### What you should do
Report every line in the listing below where the string "original" shows up.

### Extracted information
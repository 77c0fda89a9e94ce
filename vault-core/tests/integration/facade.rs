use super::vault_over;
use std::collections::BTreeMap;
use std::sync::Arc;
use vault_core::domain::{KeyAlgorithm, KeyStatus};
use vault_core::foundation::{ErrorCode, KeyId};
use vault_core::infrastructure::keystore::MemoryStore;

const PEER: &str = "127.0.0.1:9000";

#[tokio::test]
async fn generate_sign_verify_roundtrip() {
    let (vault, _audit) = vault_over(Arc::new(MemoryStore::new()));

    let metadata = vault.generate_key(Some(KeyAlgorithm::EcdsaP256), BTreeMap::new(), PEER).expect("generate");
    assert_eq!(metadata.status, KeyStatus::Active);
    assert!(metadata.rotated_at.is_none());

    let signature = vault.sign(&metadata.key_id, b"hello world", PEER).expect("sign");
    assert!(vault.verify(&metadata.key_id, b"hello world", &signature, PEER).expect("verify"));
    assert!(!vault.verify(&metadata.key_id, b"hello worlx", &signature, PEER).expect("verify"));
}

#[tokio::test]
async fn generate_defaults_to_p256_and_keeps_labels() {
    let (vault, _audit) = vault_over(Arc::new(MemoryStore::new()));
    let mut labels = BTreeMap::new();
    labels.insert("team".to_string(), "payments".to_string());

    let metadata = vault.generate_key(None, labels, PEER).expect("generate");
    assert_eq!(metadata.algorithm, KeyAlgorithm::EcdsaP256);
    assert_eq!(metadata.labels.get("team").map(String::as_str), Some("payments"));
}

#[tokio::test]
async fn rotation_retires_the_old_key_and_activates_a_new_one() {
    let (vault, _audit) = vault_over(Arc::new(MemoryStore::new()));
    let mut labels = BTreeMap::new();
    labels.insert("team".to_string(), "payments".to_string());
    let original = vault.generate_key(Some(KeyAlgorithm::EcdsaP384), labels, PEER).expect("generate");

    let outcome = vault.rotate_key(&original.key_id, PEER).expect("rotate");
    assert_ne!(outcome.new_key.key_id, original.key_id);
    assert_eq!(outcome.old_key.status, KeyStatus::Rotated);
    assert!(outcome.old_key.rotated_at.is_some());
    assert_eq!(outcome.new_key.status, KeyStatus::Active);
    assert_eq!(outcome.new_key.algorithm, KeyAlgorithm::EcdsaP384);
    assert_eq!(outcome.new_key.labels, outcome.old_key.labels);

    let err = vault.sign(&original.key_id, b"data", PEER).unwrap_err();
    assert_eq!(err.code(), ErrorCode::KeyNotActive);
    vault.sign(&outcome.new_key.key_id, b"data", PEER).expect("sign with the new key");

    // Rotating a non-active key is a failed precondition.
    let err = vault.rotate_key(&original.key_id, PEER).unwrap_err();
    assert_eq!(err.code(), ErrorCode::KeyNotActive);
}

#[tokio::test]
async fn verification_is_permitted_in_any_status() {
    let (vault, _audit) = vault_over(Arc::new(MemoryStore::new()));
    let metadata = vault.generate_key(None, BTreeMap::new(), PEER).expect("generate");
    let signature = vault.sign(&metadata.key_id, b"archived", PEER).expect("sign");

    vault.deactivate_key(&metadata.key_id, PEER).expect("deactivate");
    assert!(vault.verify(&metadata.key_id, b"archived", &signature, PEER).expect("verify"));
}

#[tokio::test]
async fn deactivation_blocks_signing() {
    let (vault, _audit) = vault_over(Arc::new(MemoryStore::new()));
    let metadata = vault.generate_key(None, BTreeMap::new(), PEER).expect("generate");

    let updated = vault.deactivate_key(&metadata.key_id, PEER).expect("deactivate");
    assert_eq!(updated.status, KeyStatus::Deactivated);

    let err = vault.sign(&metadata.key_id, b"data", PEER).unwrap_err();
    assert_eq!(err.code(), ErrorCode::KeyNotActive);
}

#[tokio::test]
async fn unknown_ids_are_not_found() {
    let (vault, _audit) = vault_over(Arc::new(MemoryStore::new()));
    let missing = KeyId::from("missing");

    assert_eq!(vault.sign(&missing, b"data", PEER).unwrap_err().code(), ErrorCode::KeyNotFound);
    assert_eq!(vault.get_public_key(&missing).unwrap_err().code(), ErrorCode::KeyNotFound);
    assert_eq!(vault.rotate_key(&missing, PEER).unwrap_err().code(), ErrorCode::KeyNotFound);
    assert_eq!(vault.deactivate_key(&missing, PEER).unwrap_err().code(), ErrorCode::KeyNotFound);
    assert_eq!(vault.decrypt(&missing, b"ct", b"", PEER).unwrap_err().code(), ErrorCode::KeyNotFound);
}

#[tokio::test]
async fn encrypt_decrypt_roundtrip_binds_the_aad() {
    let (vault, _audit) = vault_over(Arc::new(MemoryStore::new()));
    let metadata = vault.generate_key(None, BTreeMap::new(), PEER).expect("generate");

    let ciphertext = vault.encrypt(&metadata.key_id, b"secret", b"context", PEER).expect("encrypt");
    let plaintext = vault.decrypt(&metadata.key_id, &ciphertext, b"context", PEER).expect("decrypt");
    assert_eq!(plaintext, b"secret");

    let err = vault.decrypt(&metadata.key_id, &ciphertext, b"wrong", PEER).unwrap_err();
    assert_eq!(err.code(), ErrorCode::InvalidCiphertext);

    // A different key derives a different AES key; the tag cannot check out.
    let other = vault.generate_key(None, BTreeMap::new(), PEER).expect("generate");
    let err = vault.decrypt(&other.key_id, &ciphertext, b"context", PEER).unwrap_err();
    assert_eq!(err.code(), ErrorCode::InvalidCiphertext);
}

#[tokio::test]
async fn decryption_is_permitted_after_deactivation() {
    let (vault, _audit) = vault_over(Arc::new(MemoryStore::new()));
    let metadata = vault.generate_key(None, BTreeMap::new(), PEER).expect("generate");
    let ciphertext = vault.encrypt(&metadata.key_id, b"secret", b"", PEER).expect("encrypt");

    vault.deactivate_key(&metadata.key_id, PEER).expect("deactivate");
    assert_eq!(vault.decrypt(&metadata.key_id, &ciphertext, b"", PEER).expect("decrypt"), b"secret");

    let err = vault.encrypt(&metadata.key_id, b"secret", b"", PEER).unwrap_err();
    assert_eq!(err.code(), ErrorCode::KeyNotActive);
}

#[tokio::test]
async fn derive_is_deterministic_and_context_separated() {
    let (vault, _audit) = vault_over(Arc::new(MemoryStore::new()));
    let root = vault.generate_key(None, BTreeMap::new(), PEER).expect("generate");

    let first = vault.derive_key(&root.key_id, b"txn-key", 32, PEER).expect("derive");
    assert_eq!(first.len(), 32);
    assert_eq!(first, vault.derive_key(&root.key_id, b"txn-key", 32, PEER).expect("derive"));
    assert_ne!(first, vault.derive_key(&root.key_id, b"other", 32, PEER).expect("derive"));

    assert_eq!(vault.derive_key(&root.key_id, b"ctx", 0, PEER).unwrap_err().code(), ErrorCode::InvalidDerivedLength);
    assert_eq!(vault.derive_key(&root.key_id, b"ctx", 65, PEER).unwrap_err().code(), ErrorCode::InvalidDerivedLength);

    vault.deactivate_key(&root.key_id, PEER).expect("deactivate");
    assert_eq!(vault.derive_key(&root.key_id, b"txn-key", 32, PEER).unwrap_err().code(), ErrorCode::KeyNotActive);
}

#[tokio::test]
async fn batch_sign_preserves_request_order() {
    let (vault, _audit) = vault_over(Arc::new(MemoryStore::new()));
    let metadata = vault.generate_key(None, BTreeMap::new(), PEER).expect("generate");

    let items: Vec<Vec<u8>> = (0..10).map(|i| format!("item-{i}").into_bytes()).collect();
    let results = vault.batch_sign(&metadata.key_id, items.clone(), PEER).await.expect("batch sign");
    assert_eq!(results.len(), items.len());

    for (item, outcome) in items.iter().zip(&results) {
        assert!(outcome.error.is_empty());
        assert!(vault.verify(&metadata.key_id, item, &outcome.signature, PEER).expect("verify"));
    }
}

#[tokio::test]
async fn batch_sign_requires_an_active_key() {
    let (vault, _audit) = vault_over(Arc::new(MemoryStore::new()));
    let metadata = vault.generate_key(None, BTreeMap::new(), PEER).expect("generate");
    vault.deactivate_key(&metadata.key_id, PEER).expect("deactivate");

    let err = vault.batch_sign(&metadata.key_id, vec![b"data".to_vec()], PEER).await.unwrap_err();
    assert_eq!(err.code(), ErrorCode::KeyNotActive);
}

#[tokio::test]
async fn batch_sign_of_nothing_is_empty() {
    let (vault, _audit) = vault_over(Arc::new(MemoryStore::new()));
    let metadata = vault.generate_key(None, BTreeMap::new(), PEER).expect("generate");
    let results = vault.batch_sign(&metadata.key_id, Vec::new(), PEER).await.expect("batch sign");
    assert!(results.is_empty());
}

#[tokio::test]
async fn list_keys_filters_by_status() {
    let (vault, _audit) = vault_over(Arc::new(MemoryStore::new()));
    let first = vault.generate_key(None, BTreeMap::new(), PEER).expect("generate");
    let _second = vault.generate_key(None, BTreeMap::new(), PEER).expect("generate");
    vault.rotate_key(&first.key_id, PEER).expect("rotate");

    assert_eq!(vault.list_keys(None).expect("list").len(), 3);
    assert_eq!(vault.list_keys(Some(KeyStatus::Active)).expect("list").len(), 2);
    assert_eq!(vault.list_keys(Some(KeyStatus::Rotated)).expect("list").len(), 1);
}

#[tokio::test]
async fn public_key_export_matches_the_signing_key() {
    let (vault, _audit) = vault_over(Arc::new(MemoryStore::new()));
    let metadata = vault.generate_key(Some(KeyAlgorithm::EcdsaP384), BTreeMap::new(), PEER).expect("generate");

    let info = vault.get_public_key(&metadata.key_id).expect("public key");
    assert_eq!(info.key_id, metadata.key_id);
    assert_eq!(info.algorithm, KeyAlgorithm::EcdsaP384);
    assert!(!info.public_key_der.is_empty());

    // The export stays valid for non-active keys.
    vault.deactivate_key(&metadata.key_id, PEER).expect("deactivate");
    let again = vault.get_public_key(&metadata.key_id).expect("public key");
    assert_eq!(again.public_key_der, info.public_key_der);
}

---

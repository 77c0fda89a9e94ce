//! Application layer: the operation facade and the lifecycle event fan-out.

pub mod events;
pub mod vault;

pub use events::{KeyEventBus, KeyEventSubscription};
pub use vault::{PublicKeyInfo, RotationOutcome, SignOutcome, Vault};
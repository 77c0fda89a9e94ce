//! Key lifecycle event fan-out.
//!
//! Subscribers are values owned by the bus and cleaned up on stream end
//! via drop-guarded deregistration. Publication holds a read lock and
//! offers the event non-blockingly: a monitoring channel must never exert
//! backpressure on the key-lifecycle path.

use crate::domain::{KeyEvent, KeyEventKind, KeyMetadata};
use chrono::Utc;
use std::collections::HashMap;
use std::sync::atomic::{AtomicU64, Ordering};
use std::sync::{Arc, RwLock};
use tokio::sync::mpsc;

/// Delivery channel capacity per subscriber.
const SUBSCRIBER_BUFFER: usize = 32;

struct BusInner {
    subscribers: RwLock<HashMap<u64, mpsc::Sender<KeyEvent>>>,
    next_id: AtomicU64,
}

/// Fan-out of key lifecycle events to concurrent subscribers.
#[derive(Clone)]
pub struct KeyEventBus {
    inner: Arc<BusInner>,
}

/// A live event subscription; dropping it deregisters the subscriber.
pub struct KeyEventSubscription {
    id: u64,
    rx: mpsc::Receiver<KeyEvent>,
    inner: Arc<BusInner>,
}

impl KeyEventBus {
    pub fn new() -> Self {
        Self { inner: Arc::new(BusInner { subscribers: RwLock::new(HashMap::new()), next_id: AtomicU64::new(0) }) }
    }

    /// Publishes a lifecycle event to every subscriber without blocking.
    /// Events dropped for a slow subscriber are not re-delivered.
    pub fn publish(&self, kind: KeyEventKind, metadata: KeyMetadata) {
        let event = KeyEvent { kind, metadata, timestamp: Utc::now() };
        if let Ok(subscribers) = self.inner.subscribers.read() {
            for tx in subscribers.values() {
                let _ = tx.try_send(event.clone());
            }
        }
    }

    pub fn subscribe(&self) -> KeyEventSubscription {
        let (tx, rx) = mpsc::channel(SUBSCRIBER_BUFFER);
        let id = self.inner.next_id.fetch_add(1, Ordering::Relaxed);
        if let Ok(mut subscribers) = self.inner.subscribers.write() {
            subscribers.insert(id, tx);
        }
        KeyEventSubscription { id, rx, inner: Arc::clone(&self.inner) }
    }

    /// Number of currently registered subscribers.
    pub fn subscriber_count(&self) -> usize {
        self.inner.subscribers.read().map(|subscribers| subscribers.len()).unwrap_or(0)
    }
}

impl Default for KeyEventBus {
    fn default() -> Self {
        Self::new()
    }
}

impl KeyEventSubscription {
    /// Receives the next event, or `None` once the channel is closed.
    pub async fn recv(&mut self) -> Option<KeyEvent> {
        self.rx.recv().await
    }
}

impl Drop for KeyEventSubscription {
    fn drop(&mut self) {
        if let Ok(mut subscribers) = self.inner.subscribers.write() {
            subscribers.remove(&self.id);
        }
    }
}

### Response to the task
    let original = vault.generate_key(Some(KeyAlgorithm::EcdsaP384), labels, PEER).expect("generate");
    let outcome = vault.rotate_key(&original.key_id, PEER).expect("rotate");
    assert_ne!(outcome.new_key.key_id, original.key_id);
    let err = vault.sign(&original.key_id, b"data", PEER).unwrap_err();
    let err = vault.rotate_key(&original.key_id, PEER).unwrap_err();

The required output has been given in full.